Task data:

//! Configuration data model and validation

use crate::types::{AppError, ConcurrencyMode, ProtocolMode, Result};
use serde::{Deserialize, Serialize};
use std::time::Duration;

/// Main application configuration
#[derive(Debug, Clone, Serialize, Deserialize)]
pub struct Config {
    /// Host name or IP address of the device under test
    #[serde(default = "default_target_address")]
    pub target_address: String,

    /// Target port; falls back to the protocol default when unset
    #[serde(default)]
    pub port: Option<u16>,

    /// Number of attempts per run
    #[serde(default = "default_num_tests")]
    pub num_tests: u32,

    /// Per-attempt request deadline in seconds
    #[serde(default = "default_timeout_secs")]
    pub timeout_seconds: f64,

    /// Pause between attempts (sync) or between dispatches (async), in seconds
    #[serde(default)]
    pub delay_seconds: f64,

    /// Wire protocol used for each attempt
    #[serde(default = "default_protocol_mode")]
    pub protocol_mode: ProtocolMode,

    /// Sequential or fan-out scheduling
    #[serde(default = "default_concurrency_mode")]
    pub concurrency_mode: ConcurrencyMode,

    /// Probe the TCP port before every attempt and skip the attempt if closed
    #[serde(default)]
    pub dynamic_port_check: bool,

    /// Deadline for the pre-flight port probe in seconds
    #[serde(default = "default_port_check_timeout_secs")]
    pub port_check_timeout_seconds: f64,

    /// Transport-level retry budget per HTTP attempt
    #[serde(default = "default_max_retries")]
    pub max_retries: u32,

    /// Base of the exponential backoff between HTTP retries, in seconds
    #[serde(default = "default_backoff_factor")]
    pub backoff_factor: f64,

    /// Size of the raw TCP / UDP test payload in bytes
    #[serde(default = "default_payload_size")]
    pub payload_size: usize,

    /// Request path for HTTP mode
    #[serde(default = "default_http_path")]
    pub http_path: String,

    /// Free-form label for the physical link (cable type, radio, ...)
    #[serde(default = "default_connection_type")]
    pub connection_type: String,

    /// Write the JSON run report here when set
    #[serde(default)]
    pub report_path: Option<String>,

    /// Enable colored terminal output
    #[serde(default = "default_enable_color")]
    pub enable_color: bool,

    /// Enable verbose output
    #[serde(default)]
    pub verbose: bool,

    /// Enable debug output
    #[serde(default)]
    pub debug: bool,
}

impl Default for Config {
    fn default() -> Self {
        Self {
            target_address: default_target_address(),
            port: None,
            num_tests: default_num_tests(),
            timeout_seconds: default_timeout_secs(),
            delay_seconds: 0.0,
            protocol_mode: default_protocol_mode(),
            concurrency_mode: default_concurrency_mode(),
            dynamic_port_check: false,
            port_check_timeout_seconds: default_port_check_timeout_secs(),
            max_retries: default_max_retries(),
            backoff_factor: default_backoff_factor(),
            payload_size: default_payload_size(),
            http_path: default_http_path(),
            connection_type: default_connection_type(),
            report_path: None,
            enable_color: default_enable_color(),
            verbose: false,
            debug: false,
        }
    }
}

impl Config {
    /// Create a new configuration with default values
    pub fn new() -> Self {
        Self::default()
    }

    /// Port actually used for requests and probes
    pub fn effective_port(&self) -> u16 {
        self.port.unwrap_or_else(|| self.protocol_mode.default_port())
    }

    /// Get request timeout as Duration
    pub fn timeout(&self) -> Duration {
        seconds(self.timeout_seconds)
    }

    /// Get the inter-attempt delay as Duration
    pub fn delay(&self) -> Duration {
        seconds(self.delay_seconds)
    }

    /// Get the port probe timeout as Duration
    pub fn port_check_timeout(&self) -> Duration {
        seconds(self.port_check_timeout_seconds)
    }

    /// `host:port` form of the target
    pub fn target_description(&self) -> String {
        format!("{}:{}", self.target_address, self.effective_port())
    }

    /// Validate the configuration and return any errors
    pub fn validate(&self) -> Result<()> {
        let address = self.target_address.trim();
        if address.is_empty() {
            return Err(AppError::config("Target address cannot be empty"));
        }

        if address.contains("://") || address.contains('/') {
            return Err(AppError::config(format!(
                "Target address '{}' must be a bare host or IP, without scheme or path",
                address
            )));
        }

        if self.port == Some(0) {
            return Err(AppError::config("Target port must be greater than 0"));
        }

        if self.num_tests == 0 {
            return Err(AppError::config("Number of tests must be greater than 0"));
        }

        if self.num_tests > crate::defaults::MAX_NUM_TESTS {
            return Err(AppError::config(format!(
                "Number of tests cannot exceed {}",
                crate::defaults::MAX_NUM_TESTS
            )));
        }

        if !self.timeout_seconds.is_finite() || self.timeout_seconds <= 0.0 {
            return Err(AppError::config("Timeout must be greater than 0"));
        }

        if self.timeout_seconds > 300.0 {
            return Err(AppError::config("Timeout cannot exceed 300 seconds"));
        }

        if !self.delay_seconds.is_finite() || self.delay_seconds < 0.0 {
            return Err(AppError::config("Delay between attempts cannot be negative"));
        }

        if self.delay_seconds > 3600.0 {
            return Err(AppError::config("Delay between attempts cannot exceed 3600 seconds"));
        }

        if !self.port_check_timeout_seconds.is_finite() || self.port_check_timeout_seconds <= 0.0 {
            return Err(AppError::config("Port check timeout must be greater than 0"));
        }

        if self.port_check_timeout_seconds > 300.0 {
            return Err(AppError::config("Port check timeout cannot exceed 300 seconds"));
        }

        if self.max_retries > 10 {
            return Err(AppError::config("Retry budget cannot exceed 10"));
        }

        if !self.backoff_factor.is_finite() || self.backoff_factor < 0.0 {
            return Err(AppError::config("Backoff factor cannot be negative"));
        }

        if self.backoff_factor > 60.0 {
            return Err(AppError::config("Backoff factor cannot exceed 60 seconds"));
        }

        if self.payload_size == 0 {
            return Err(AppError::config("Payload size must be greater than 0"));
        }

        if self.protocol_mode == ProtocolMode::Udp
            && self.payload_size > crate::defaults::MAX_UDP_PAYLOAD
        {
            return Err(AppError::config(format!(
                "UDP payload cannot exceed {} bytes",
                crate::defaults::MAX_UDP_PAYLOAD
            )));
        }

        if !self.http_path.starts_with('/') {
            return Err(AppError::config(format!(
                "HTTP path '{}' must start with '/'",
                self.http_path
            )));
        }

        Ok(())
    }

    /// Merge environment variables into this configuration
    pub fn merge_from_env(&mut self) -> Result<()> {
        if let Ok(address) = std::env::var("TARGET_ADDRESS") {
            self.target_address = address.trim().to_string();
        }

        if let Ok(port) = std::env::var("TARGET_PORT") {
            self.port = Some(port.trim().parse()
                .map_err(|e| AppError::config(format!("Invalid TARGET_PORT value '{}': {}", port, e)))?);
        }

        if let Ok(num_tests) = std::env::var("NUM_TESTS") {
            self.num_tests = num_tests.trim().parse()
                .map_err(|e| AppError::config(format!("Invalid NUM_TESTS value '{}': {}", num_tests, e)))?;
        }

        if let Ok(timeout) = std::env::var("TIMEOUT_SECONDS") {
            self.timeout_seconds = timeout.trim().parse()
                .map_err(|e| AppError::config(format!("Invalid TIMEOUT_SECONDS value '{}': {}", timeout, e)))?;
        }

        if let Ok(delay) = std::env::var("DELAY_SECONDS") {
            self.delay_seconds = delay.trim().parse()
                .map_err(|e| AppError::config(format!("Invalid DELAY_SECONDS value '{}': {}", delay, e)))?;
        }

        if let Ok(mode) = std::env::var("PROTOCOL_MODE") {
            self.protocol_mode = mode.parse()
                .map_err(|e| AppError::config(format!("Invalid PROTOCOL_MODE value: {}", e)))?;
        }

        if let Ok(mode) = std::env::var("CONCURRENCY_MODE") {
            self.concurrency_mode = mode.parse()
                .map_err(|e| AppError::config(format!("Invalid CONCURRENCY_MODE value: {}", e)))?;
        }

        if let Ok(check) = std::env::var("DYNAMIC_PORT_CHECK") {
            self.dynamic_port_check = check.trim().parse()
                .map_err(|e| AppError::config(format!("Invalid DYNAMIC_PORT_CHECK value '{}': {}", check, e)))?;
        }

        if let Ok(timeout) = std::env::var("PORT_CHECK_TIMEOUT_SECONDS") {
            self.port_check_timeout_seconds = timeout.trim().parse()
                .map_err(|e| AppError::config(format!("Invalid PORT_CHECK_TIMEOUT_SECONDS value '{}': {}", timeout, e)))?;
        }

        if let Ok(retries) = std::env::var("MAX_RETRIES") {
            self.max_retries = retries.trim().parse()
                .map_err(|e| AppError::config(format!("Invalid MAX_RETRIES value '{}': {}", retries, e)))?;
        }

        if let Ok(factor) = std::env::var("BACKOFF_FACTOR") {
            self.backoff_factor = factor.trim().parse()
                .map_err(|e| AppError::config(format!("Invalid BACKOFF_FACTOR value '{}': {}", factor, e)))?;
        }

        if let Ok(size) = std::env::var("PAYLOAD_SIZE") {
            self.payload_size = size.trim().parse()
                .map_err(|e| AppError::config(format!("Invalid PAYLOAD_SIZE value '{}': {}", size, e)))?;
        }

        if let Ok(path) = std::env::var("HTTP_PATH") {
            self.http_path = path.trim().to_string();
        }

        if let Ok(label) = std::env::var("CONNECTION_TYPE") {
            self.connection_type = label.trim().to_string();
        }

        if let Ok(path) = std::env::var("REPORT_PATH") {
            let path = path.trim();
            self.report_path = if path.is_empty() { None } else { Some(path.to_string()) };
        }

        if let Ok(enable_color) = std::env::var("ENABLE_COLOR") {
            self.enable_color = enable_color.trim().parse()
                .map_err(|e| AppError::config(format!("Invalid ENABLE_COLOR value '{}': {}", enable_color, e)))?;
        }

        if let Ok(verbose) = std::env::var("VERBOSE") {
            self.verbose = verbose.trim().parse()
                .map_err(|e| AppError::config(format!("Invalid VERBOSE value '{}': {}", verbose, e)))?;
        }

        if let Ok(debug) = std::env::var("DEBUG") {
            self.debug = debug.trim().parse()
                .map_err(|e| AppError::config(format!("Invalid DEBUG value '{}': {}", debug, e)))?;
        }

        Ok(())
    }
}

/// Seconds as a `Duration`, saturating instead of panicking on overflow
pub(crate) fn seconds(value: f64) -> Duration {
    Duration::try_from_secs_f64(value).unwrap_or(if value > 0.0 { Duration::MAX } else { Duration::ZERO })
}

// Default value functions for serde
fn default_target_address() -> String {
    crate::defaults::DEFAULT_TARGET_ADDRESS.to_string()
}

fn default_num_tests() -> u32 {
    crate::defaults::DEFAULT_NUM_TESTS
}

fn default_timeout_secs() -> f64 {
    crate::defaults::DEFAULT_TIMEOUT.as_secs_f64()
}

fn default_protocol_mode() -> ProtocolMode {
    ProtocolMode::Http
}

fn default_concurrency_mode() -> ConcurrencyMode {
    ConcurrencyMode::Sync
}

fn default_port_check_timeout_secs() -> f64 {
    crate::defaults::DEFAULT_PORT_CHECK_TIMEOUT.as_secs_f64()
}

fn default_max_retries() -> u32 {
    crate::defaults::DEFAULT_MAX_RETRIES
}

fn default_backoff_factor() -> f64 {
    crate::defaults::DEFAULT_BACKOFF_FACTOR
}

fn default_payload_size() -> usize {
    crate::defaults::DEFAULT_PAYLOAD_SIZE
}

fn default_http_path() -> String {
    "/".to_string()
}

fn default_connection_type() -> String {
    crate::defaults::DEFAULT_CONNECTION_TYPE.to_string()
}

fn default_enable_color() -> bool {
    crate::defaults::DEFAULT_ENABLE_COLOR
}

Description of the task:
Up to and including the final line of the data above, please copy every line exactly, starting from the one that contains "fn default_connection_type() ->".

Your solution:
fn default_connection_type() -> String {
    crate::defaults::DEFAULT_CONNECTION_TYPE.to_string()
}

fn default_enable_color() -> bool {
    crate::defaults::DEFAULT_ENABLE_COLOR
}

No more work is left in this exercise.